After Six Years in Shelter, Pennsylvania Cat with Special Needs Finds Forever Home

Remember when HIV (Human Immunodeficiency Virus) was associated with a death sentence and immorality; hence, anyone diagnosed with it underwent stigmatization? Although things have changed since then, there is some stigma surrounding it despite the intense sensitization and awareness efforts. Unfortunately, that happens to cats who are FIV (Feline Immunodeficiency Virus) positive, a condition very similar to HIV. Although they don’t get to be associated with bad morals, cats that end up in shelters barely find anyone who wants to adopt them. Therefore it is such great news that after six years in a shelter, a Pennsylvania cat with special needs found his forever home. Funny enough, he was the shelter’s favorite yet kept being overlooked, so the couple that adopted him is lucky to end up with him. Here’s more regarding the cat’s journey to the shelter as we enlighten you on how on FIV.

He Was a Stray

They say that there is always a light at the end of the tunnel, so we should not give up, and the expression has come to pass for Tyson. Tyson is an eight-year-old cat that has finally found his forever home after being in a shelter for six years. He ended up in the Helen O. Krause Animal Foundation, Inc. shelter when he was two after being picked up as a stray in Dillsburg. Fortunately for him, the shelter does not practice euthanasia giving Tyson more than enough time to find his forever humans. It is hard to believe that Tyson did not get anyone to take him home considering how handsome he is; the ginger cat has white fur around the paws and neck resembling mittens and a bib. Since he tested positive for FIV upon arriving at the shelter, it could be that he was abandoned after the owner discovered he was sick and would remain infected for life.

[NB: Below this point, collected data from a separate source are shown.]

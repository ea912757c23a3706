//! Byte-buffer packet used throughout the harness.

use bytes::Bytes;
use tether_core::{
    frame::{Frame, FrameContext},
    packet::Packet,
};

/// Minimal [`Packet`] implementation: one `Bytes` buffer plus the raw flag.
#[derive(Debug, Clone, Default, PartialEq, Eq)]
pub struct TestPacket {
    buf: Bytes,
    raw: bool,
    defined: bool,
}

impl TestPacket {
    /// Raw (non-SSL) packet carrying `payload`.
    pub fn raw(payload: impl Into<Bytes>) -> Self {
        Self { buf: payload.into(), raw: true, defined: true }
    }

    /// SSL-ciphertext packet carrying `payload`.
    pub fn ssl(payload: impl Into<Bytes>) -> Self {
        Self { buf: payload.into(), raw: false, defined: true }
    }

    /// Replace the buffer, e.g. after the codec framed the payload.
    pub fn set_buffer(&mut self, buf: Bytes) {
        self.buf = buf;
        self.defined = true;
    }
}

impl Packet for TestPacket {
    fn from_ciphertext(buf: Bytes) -> Self {
        Self { buf, raw: false, defined: true }
    }

    fn is_raw(&self) -> bool {
        self.raw
    }

    fn is_defined(&self) -> bool {
        self.defined
    }

    fn reset(&mut self) {
        *self = Self::default();
    }

    fn buffer(&self) -> &Bytes {
        &self.buf
    }

    fn prepare(&mut self, _frame: &Frame, _ctx: FrameContext) {
        // Framing writes a whole fresh buffer, so reuse needs no reserved
        // capacity here.
        self.reset();
    }
}
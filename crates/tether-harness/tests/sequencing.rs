//! Reordering, replay, and cross-stream sequencing.

use bytes::Bytes;
use proptest::prelude::*;
use tether_core::packet::Packet;
use tether_harness::{Link, TestPacket};

#[test]
fn reordered_packets_deliver_in_original_order() {
    let mut link = Link::with_defaults();
    link.handshake();

    for msg in ["m1", "m2", "m3"] {
        link.a.app_send(Bytes::copy_from_slice(msg.as_bytes()));
    }
    link.a.flush(link.now).expect("flush");
    let mut pkts = link.a.io_mut().take_outbox();
    assert_eq!(pkts.len(), 3);

    // Deliver p2, p3, p1.
    let p1 = pkts.remove(0);
    for pkt in pkts {
        link.b.net_recv(pkt).expect("recv");
    }
    assert!(link.b.io().app_inbox.is_empty(), "nothing may surface before the gap fills");

    link.b.net_recv(p1).expect("recv");
    let expected: Vec<Bytes> =
        ["m1", "m2", "m3"].iter().map(|m| Bytes::copy_from_slice(m.as_bytes())).collect();
    assert_eq!(link.b.io().app_inbox, expected);
}

#[test]
fn replayed_packet_is_dropped_silently() {
    let mut link = Link::with_defaults();
    link.handshake();

    link.a.app_send(Bytes::from_static(b"once"));
    link.a.flush(link.now).expect("flush");
    let pkts = link.a.io_mut().take_outbox();
    assert_eq!(pkts.len(), 1);

    link.b.net_recv(pkts[0].clone()).expect("first copy");
    // The replay is not an error, just a drop.
    link.b.net_recv(pkts[0].clone()).expect("replayed copy");

    assert_eq!(link.b.io().app_inbox, vec![Bytes::from_static(b"once")]);
    assert!(!link.b.invalidated());
}

#[test]
fn raw_and_ssl_streams_share_one_sequence_space() {
    let mut link = Link::with_defaults();
    link.handshake();

    // Within one flush the raw queue drains first, so the control packets
    // take the lower sequence ids regardless of submission order.
    link.a.raw_send(TestPacket::raw(&b"ctl-1"[..]));
    link.a.app_send(Bytes::from_static(b"data"));
    link.a.raw_send(TestPacket::raw(&b"ctl-2"[..]));
    link.a.flush(link.now).expect("flush");
    link.deliver_a_to_b();

    let raw: Vec<&[u8]> = link.b.io().raw_inbox.iter().map(|p| p.buffer().as_ref()).collect();
    assert_eq!(raw, vec![&b"ctl-1"[..], &b"ctl-2"[..]]);
    assert_eq!(link.b.io().app_inbox, vec![Bytes::from_static(b"data")]);
}

#[test]
fn raw_packet_behind_a_gap_waits_for_order() {
    let mut link = Link::with_defaults();
    link.handshake();

    link.a.app_send(Bytes::from_static(b"first"));
    link.a.flush(link.now).expect("flush");
    let data_pkt = link.a.io_mut().take_outbox().remove(0);

    link.a.raw_send(TestPacket::raw(&b"ctl"[..]));
    link.a.flush(link.now).expect("flush");
    let raw_pkt = link.a.io_mut().take_outbox().remove(0);

    // The raw packet arrives ahead of the data packet it was sequenced
    // after: it must wait in the window, not jump the queue.
    link.b.net_recv(raw_pkt).expect("recv");
    assert!(link.b.io().raw_inbox.is_empty());

    link.b.net_recv(data_pkt).expect("recv");
    assert_eq!(link.b.io().app_inbox, vec![Bytes::from_static(b"first")]);
    assert_eq!(link.b.io().raw_inbox.len(), 1);
}

fn delivery_order() -> impl Strategy<Value = Vec<usize>> {
    Just((0..5).collect::<Vec<_>>()).prop_shuffle()
}

proptest! {
    #[test]
    fn any_permutation_within_the_window_delivers_in_order(order in delivery_order()) {
        let mut link = Link::with_defaults();
        link.handshake();

        let msgs: Vec<Bytes> = (0..5).map(|i| Bytes::from(format!("msg-{i}"))).collect();
        for m in &msgs {
            link.a.app_send(m.clone());
        }
        link.a.flush(link.now).expect("flush");
        let pkts = link.a.io_mut().take_outbox();
        prop_assert_eq!(pkts.len(), 5);

        for &i in &order {
            link.b.net_recv(pkts[i].clone()).expect("recv");
        }
        prop_assert_eq!(&link.b.io().app_inbox, &msgs);
    }

    #[test]
    fn duplicated_and_permuted_delivery_is_exactly_once(
        order in delivery_order(),
        dup in 0usize..5,
    ) {
        let mut link = Link::with_defaults();
        link.handshake();

        let msgs: Vec<Bytes> = (0..5).map(|i| Bytes::from(format!("msg-{i}"))).collect();
        for m in &msgs {
            link.a.app_send(m.clone());
        }
        link.a.flush(link.now).expect("flush");
        let pkts = link.a.io_mut().take_outbox();

        for &i in &order {
            link.b.net_recv(pkts[i].clone()).expect("recv");
            if i == dup {
                link.b.net_recv(pkts[i].clone()).expect("duplicate");
            }
        }
        prop_assert_eq!(&link.b.io().app_inbox, &msgs);
    }
}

According to Daily Paws, the shelter’s manager Alexandra Holden disclosed there is a lot of stigma around the disease, with owners believing they will have to dig very deep into their pockets for medical expenses. Others believe FIV-positive cats have short lifespans, but both assumptions are false. Like HIV, FIV can be managed, and cats can live fulfilling lives. Despite this, some humans remain cruel, adopting even healthy cats at their young age and returning them to the shelter when they grow old. Luckily for Tyson, he will not have to undergo this rejection because the couple that adopted him is ready to do everything possible to give him a comfortable life.

Love at First Sight

When Janelle James browsed PetFinder, she was not interested in adopting a cat, but then again, fate works in mysterious ways. Since she and her husband Zach have always been drawn to ginger cats, Janelle kept clicking on different pictures, but the moment she came across Tyson’s profile, she decided maybe they wanted a cat. Perhaps they just had not found the right one, but it was staring her in the face, so she sent Zach a picture of Tyson to hear his thoughts. The lovebirds made up their mind that so long as Tyson was available for adoption, they would adopt him.

According to York Daily Record, Tyson is asymptomatic, but the best way of maintaining that is to be proactive. Therefore, the couple will be taking him to the vet at least twice a year for some checkups. At home, they were worried Tyson would take time to adjust. Holden had warned them after being in a shelter for six years, Tyson could take a while to familiarize himself with the new surroundings.

Being the caring furry parent, Janelle surfed the net, looking for ways to set up a special room for Tyson until he was ready to interact with the couple. Strangely enough, the cat showered the couple with love when he was released from his cage. He purred as he brushed against them and never stopped even when using the litter box as if telling his new adoptive parents how grateful he was for choosing him to be their furry son. Although he will be dearly missed by the shelter staff that had come to love him as though he will never leave, they were all excited that he found humans worthy of him because Tyson is a sweet furbaby full of joy.

What You Need to Know about FIV

According to Cat Chat, most cat owners confuse FIV with FeLV, yet FeLV is feline leukemia and is more life-threatening than FIV. Due to its similarity with HIV, some people refer to FIV as “Feline AIDS,” which causes more stigmatization to cat owners who have FIV-positive cats. Since the virus is present in the blood and saliva of an infected cat, the primary mode of transmission is through biting. However, it is important to note that an infected cat biting an uninfected one is more likely to infect it than if the uninfected kitty bites the infected cat. There is usually a very brief window for the virus to survive outside the body, and it cannot be transmitted indirectly, such as through cats sharing food, unlike with FeLV. Cats are asymptomatic before developing AIDS.

Since FIV attacks slowly, cats can take years to show any signs. However, others show sporadic symptoms, and you cannot be sure until you run the tests. The most common signs include swollen lymph nodes that occur between six and eight weeks after infection. The sporadic symptoms could be diarrhea lasting weeks or days then disappear, and you might assume your cat is healthy. You should note that since the disease compromises the cats’ immunity by depleting the white blood cells, the signs are mainly secondary infections after the felines become susceptible to illnesses. Other symptoms include swollen eyes, a lack of appetite, non-healing wounds, and unkempt hair. The only way to prevent infection is by controlling your cat’s movement to avoid interaction with other infected acts.